#### Problem statement:
Take every line in the entries that includes the word "KeccakState" and copy it.

#### Data supplied:
// Copyright (c) 2025-2026 Federico Hoerth <memparanoid@gmail.com>
// SPDX-License-Identifier: GPL-3.0-only
// See LICENSE in the repository root for full license text.

//! SHA-1, SHA-2, SHA-3 and SHAKE message digests.
//!
//! Two engines carry every algorithm:
//! - a Merkle–Damgård engine (FIPS 180-4) parameterized by word width,
//!   block function and initial state, shared by SHA-1 and all six SHA-2
//!   variants;
//! - a sponge over Keccak-f[1600] (FIPS 202) parameterized by rate and
//!   domain suffix, shared by SHA3-224..512 and SHAKE128/256.
//!
//! All intermediate state is zeroized before a call returns.
//!
//! ```
//! use digestive::{Algorithm, sha256, shake128};
//!
//! assert_eq!(
//!     sha256(b"abc").to_hex(),
//!     "ba7816bf8f01cfea414140de5dae2223b00361a396177a9cb410ff61f20015ad"
//! );
//! assert_eq!(shake128(b"", 256).len(), 32);
//!
//! let algorithm: Algorithm = "SHA3-256".parse().unwrap();
//! assert_eq!(algorithm.hash(b"abc").unwrap().len(), 32);
//! ```
//!
//! References:
//! - FIPS 180-4: Secure Hash Standard (SHS)
//!   <https://nvlpubs.nist.gov/nistpubs/FIPS/NIST.FIPS.180-4.pdf>
//! - FIPS 202: SHA-3 Standard
//!   <https://nvlpubs.nist.gov/nistpubs/FIPS/NIST.FIPS.202.pdf>

#![cfg_attr(not(test), no_std)]
#![warn(missing_docs)]

extern crate alloc;

#[cfg(test)]
mod tests;

mod algorithm;
mod consts;
mod keccak;
mod md;
mod oneshot;
mod sha1;
mod sha2;
mod sponge;
mod variants;

pub use algorithm::{Algorithm, Family};
pub use digestive_core::{Digest, DigestError, Word};
pub use keccak::{KeccakState, keccak_f1600};
pub use oneshot::{
    sha1, sha3_224, sha3_256, sha3_384, sha3_512, sha224, sha256, sha384, sha512, sha512_224,
    sha512_256, shake128, shake256,
};
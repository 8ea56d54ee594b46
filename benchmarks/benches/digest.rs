// Copyright (c) 2025-2026 Federico Hoerth <memparanoid@gmail.com>
// SPDX-License-Identifier: GPL-3.0-only
// See LICENSE in the repository root for full license text.

use criterion::{Criterion, Throughput, black_box, criterion_group, criterion_main};

use digestive::Algorithm;

const MESSAGE_LENS: [usize; 5] = [0, 64, 1024, 16 * 1024, 1024 * 1024];

fn benchmark_family(c: &mut Criterion, group_name: &str, algorithms: &[Algorithm]) {
    let mut group = c.benchmark_group(group_name);

    for &len in MESSAGE_LENS.iter() {
        let data = vec![0xA5u8; len];
        group.throughput(Throughput::Bytes(len as u64));

        for &algorithm in algorithms {
            group.bench_with_input(format!("{algorithm} {len} bytes"), &data, |b, data| {
                b.iter(|| {
                    let digest = if algorithm.is_xof() {
                        algorithm.hash_xof(black_box(data), 256)
                    } else {
                        algorithm.hash(black_box(data))
                    };
                    black_box(digest.expect("hash failed"));
                });
            });
        }
    }
    group.finish();
}

fn benchmark_sha1(c: &mut Criterion) {
    benchmark_family(c, "sha1", &[Algorithm::Sha1]);
}

fn benchmark_sha2(c: &mut Criterion) {
    benchmark_family(c, "sha2", &[
        Algorithm::Sha256,
        Algorithm::Sha512,
        Algorithm::Sha512_256,
    ]);
}

fn benchmark_sha3(c: &mut Criterion) {
    benchmark_family(c, "sha3", &[Algorithm::Sha3_256, Algorithm::Sha3_512]);
}

fn benchmark_shake(c: &mut Criterion) {
    benchmark_family(c, "shake", &[Algorithm::Shake128, Algorithm::Shake256]);
}

fn benchmark_shake_output(c: &mut Criterion) {
    let mut group = c.benchmark_group("shake128_output");

    // Squeeze cost: one permutation per 168 output bytes
    for out_len in [32, 168, 1024, 16 * 1024].iter() {
        group.throughput(Throughput::Bytes(*out_len as u64));
        group.bench_with_input(format!("{} bytes out", out_len), out_len, |b, &out_len| {
            b.iter(|| {
                black_box(digestive::shake128(black_box(b"seed"), 8 * out_len));
            });
        });
    }
    group.finish();
}

criterion_group!(
    benches,
    benchmark_sha1,
    benchmark_sha2,
    benchmark_sha3,
    benchmark_shake,
    benchmark_shake_output
);
criterion_main!(benches);
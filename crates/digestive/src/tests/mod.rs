// Copyright (c) 2025-2026 Federico Hoerth <memparanoid@gmail.com>
// SPDX-License-Identifier: GPL-3.0-only
// See LICENSE in the repository root for full license text.

mod algorithm;
mod keccak;
mod md;
// Copyright (c) 2025-2026 Federico Hoerth <memparanoid@gmail.com>
// SPDX-License-Identifier: GPL-3.0-only
// See LICENSE in the repository root for full license text.

// Tests for the Merkle-Damgard engine and the SHA-1 / SHA-2 block functions
//
// References:
// [1] FIPS 180-4 Sections 5.1, 6.1.2, 6.2.2, 6.4.2
// [2] NIST SHA examples with intermediate values
//     https://csrc.nist.gov/projects/cryptographic-standards-and-guidelines/example-values

use digestive_core::pack::be_bytes_to_words;

use crate::md::{self, Compression, MAX_SCHEDULE_LEN};
use crate::sha2::ROLES;
use crate::variants;

/// "abc" padded to one 64-byte block
fn abc_block32() -> [u32; 16] {
    let mut bytes = [0u8; 64];
    bytes[..3].copy_from_slice(b"abc");
    bytes[3] = 0x80;
    bytes[63] = 24;

    let mut block = [0u32; 16];
    be_bytes_to_words(&bytes, &mut block);
    block
}

#[test]
fn test_roles_rotate_back_to_identity() {
    for (k, roles) in ROLES.iter().enumerate() {
        for (j, &slot) in roles.iter().enumerate() {
            assert_eq!(slot, (j + 8 - k) % 8, "round {k}, role {j}");
        }

        // Role h of round k becomes role a of round k + 1
        let next = ROLES[(k + 1) % 8];
        assert_eq!(next[0], roles[7]);
        // Role d of round k (receives T1) becomes role e of round k + 1
        assert_eq!(next[4], roles[3]);
    }
}

#[test]
fn test_sha1_compress_abc() {
    let mut state = variants::SHA1.initial_state();
    let mut schedule = [0u32; MAX_SCHEDULE_LEN];

    variants::SHA1.compress(&mut state, &abc_block32(), &mut schedule);

    assert_eq!(
        state[..5],
        [0xA9993E36, 0x4706816A, 0xBA3E2571, 0x7850C26C, 0x9CD0D89D]
    );
    assert_eq!(state[5..], [0, 0, 0], "unused SHA-1 words stay zero");
    assert!(schedule.iter().all(|&w| w == 0), "schedule must be wiped");
}

#[test]
fn test_sha256_compress_abc() {
    let mut state = variants::SHA256.initial_state();
    let mut schedule = [0u32; MAX_SCHEDULE_LEN];

    variants::SHA256.compress(&mut state, &abc_block32(), &mut schedule);

    assert_eq!(
        state,
        [
            0xBA7816BF, 0x8F01CFEA, 0x414140DE, 0x5DAE2223, 0xB00361A3, 0x96177A9C, 0xB410FF61,
            0xF20015AD,
        ]
    );
    assert!(schedule.iter().all(|&w| w == 0), "schedule must be wiped");
}

#[test]
fn test_length_field_width_follows_word() {
    assert_eq!(<crate::sha1::Sha1 as Compression>::BLOCK_LEN, 64);
    assert_eq!(<crate::sha1::Sha1 as Compression>::LENGTH_FIELD_LEN, 8);
    assert_eq!(<crate::sha2::Sha2<u32> as Compression>::BLOCK_LEN, 64);
    assert_eq!(<crate::sha2::Sha2<u32> as Compression>::LENGTH_FIELD_LEN, 8);
    assert_eq!(<crate::sha2::Sha2<u64> as Compression>::BLOCK_LEN, 128);
    assert_eq!(<crate::sha2::Sha2<u64> as Compression>::LENGTH_FIELD_LEN, 16);
}

#[test]
fn test_digest_widths() {
    assert_eq!(md::digest(&variants::SHA1, b"").len(), 20);
    assert_eq!(md::digest(&variants::SHA224, b"").len(), 28);
    assert_eq!(md::digest(&variants::SHA256, b"").len(), 32);
    assert_eq!(md::digest(&variants::SHA384, b"").len(), 48);
    assert_eq!(md::digest(&variants::SHA512, b"").len(), 64);
    assert_eq!(md::digest(&variants::SHA512_224, b"").len(), 28);
    assert_eq!(md::digest(&variants::SHA512_256, b"").len(), 32);
}

#[test]
fn test_sha512_224_is_not_truncated_sha512() {
    let full = md::digest(&variants::SHA512, b"abc");
    let truncated = md::digest(&variants::SHA512_224, b"abc");

    assert_ne!(&full.as_bytes()[..28], truncated.as_bytes());
    assert_eq!(
        truncated.to_hex(),
        "4634270f707b6a54daae7530460842e20e37ed265ceee9a43e8924aa"
    );
}

#[test]
fn test_sha512_length_field_region() {
    // 112..119 remainder bytes leave no room for the 16-byte length field
    let data = [0x61u8; 115];
    let digest = md::digest(&variants::SHA512, &data);

    assert_eq!(
        digest.to_hex(),
        concat!(
            "eaa30f93760743ac7d0a6cb8ed5ef3b30c59097bc44d0ec337344301deba9fb9",
            "2b20c488d55de415f6aaed0df4925b42894b81d2e1cde89d91ec7f6cc67262b4",
        )
    );
}
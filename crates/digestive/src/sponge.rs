// Copyright (c) 2025-2026 Federico Hoerth <memparanoid@gmail.com>
// SPDX-License-Identifier: GPL-3.0-only
// See LICENSE in the repository root for full license text.

//! Sponge construction per FIPS 202 Section 4 with pad10*1.

use digestive_core::Digest;

use crate::keccak::KeccakState;

/// Sponge variant record.
pub(crate) struct Sponge {
    /// Bytes absorbed / squeezed per permutation (r / 8)
    pub(crate) rate: usize,
    /// Domain-separation suffix with the first padding bit folded in
    pub(crate) suffix: u8,
}

impl Sponge {
    /// Hashes `data`, producing `output_bits` bits.
    ///
    /// The result is `ceil(output_bits / 8)` bytes. When `output_bits` is not
    /// a multiple of 8 the unused high-order bits of the last byte are
    /// cleared, matching FIPS 202's bit order within a byte.
    pub(crate) fn digest(&self, data: &[u8], output_bits: usize) -> Digest {
        let mut state = KeccakState::new();
        self.absorb(&mut state, data);

        Digest::from_fn(output_bits.div_ceil(8), |out| {
            self.squeeze(&mut state, out);

            let spare = output_bits % 8;
            if spare != 0 {
                if let Some(last) = out.last_mut() {
                    *last &= (1u8 << spare) - 1;
                }
            }
        })
    }

    fn absorb(&self, state: &mut KeccakState, data: &[u8]) {
        let mut blocks = data.chunks_exact(self.rate);
        for block in &mut blocks {
            state.xor_bytes(block);
            state.permute();
        }

        // Suffix right after the message, final pad bit at the end of the
        // rate; both XORs land in one byte when remainder.len() == rate - 1.
        let remainder = blocks.remainder();
        state.xor_bytes(remainder);
        state.xor_byte(remainder.len(), self.suffix);
        state.xor_byte(self.rate - 1, 0x80);
        state.permute();
    }

    /// Fills `out`, permuting between rate-sized chunks.
    ///
    /// No permutation precedes the first chunk: absorption ends with one.
    fn squeeze(&self, state: &mut KeccakState, out: &mut [u8]) {
        for (i, chunk) in out.chunks_mut(self.rate).enumerate() {
            if i > 0 {
                state.permute();
            }
            state.read_bytes(chunk);
        }
    }
}
// Copyright (c) 2025-2026 Federico Hoerth <memparanoid@gmail.com>
// SPDX-License-Identifier: GPL-3.0-only
// See LICENSE in the repository root for full license text.

//! Shared building blocks for the digestive hash engines.
//!
//! - [`Word`]: fixed-width machine words (`u32`, `u64`) with the rotate,
//!   shift and boolean functions used by FIPS 180-4.
//! - [`pack`]: explicit big-endian / little-endian conversions between byte
//!   buffers and word arrays.
//! - [`Digest`]: the immutable digest value with hex (de)serialization.
//! - [`DigestError`]: the single error type of the workspace.
//!
//! References:
//! - FIPS 180-4: Secure Hash Standard (SHS)
//!   <https://nvlpubs.nist.gov/nistpubs/FIPS/NIST.FIPS.180-4.pdf>
//! - FIPS 202: SHA-3 Standard
//!   <https://nvlpubs.nist.gov/nistpubs/FIPS/NIST.FIPS.202.pdf>

#![cfg_attr(not(test), no_std)]
#![warn(missing_docs)]

extern crate alloc;

#[cfg(test)]
mod tests;

mod digest;
mod error;
mod word;

pub mod pack;

pub use digest::Digest;
pub use error::DigestError;
pub use word::Word;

#### Response to this task:
pub use keccak::{KeccakState, keccak_f1600};
use crate::keccak::KeccakState;
        let mut state = KeccakState::new();
    fn absorb(&self, state: &mut KeccakState, data: &[u8]) {
    fn squeeze(&self, state: &mut KeccakState, out: &mut [u8]) {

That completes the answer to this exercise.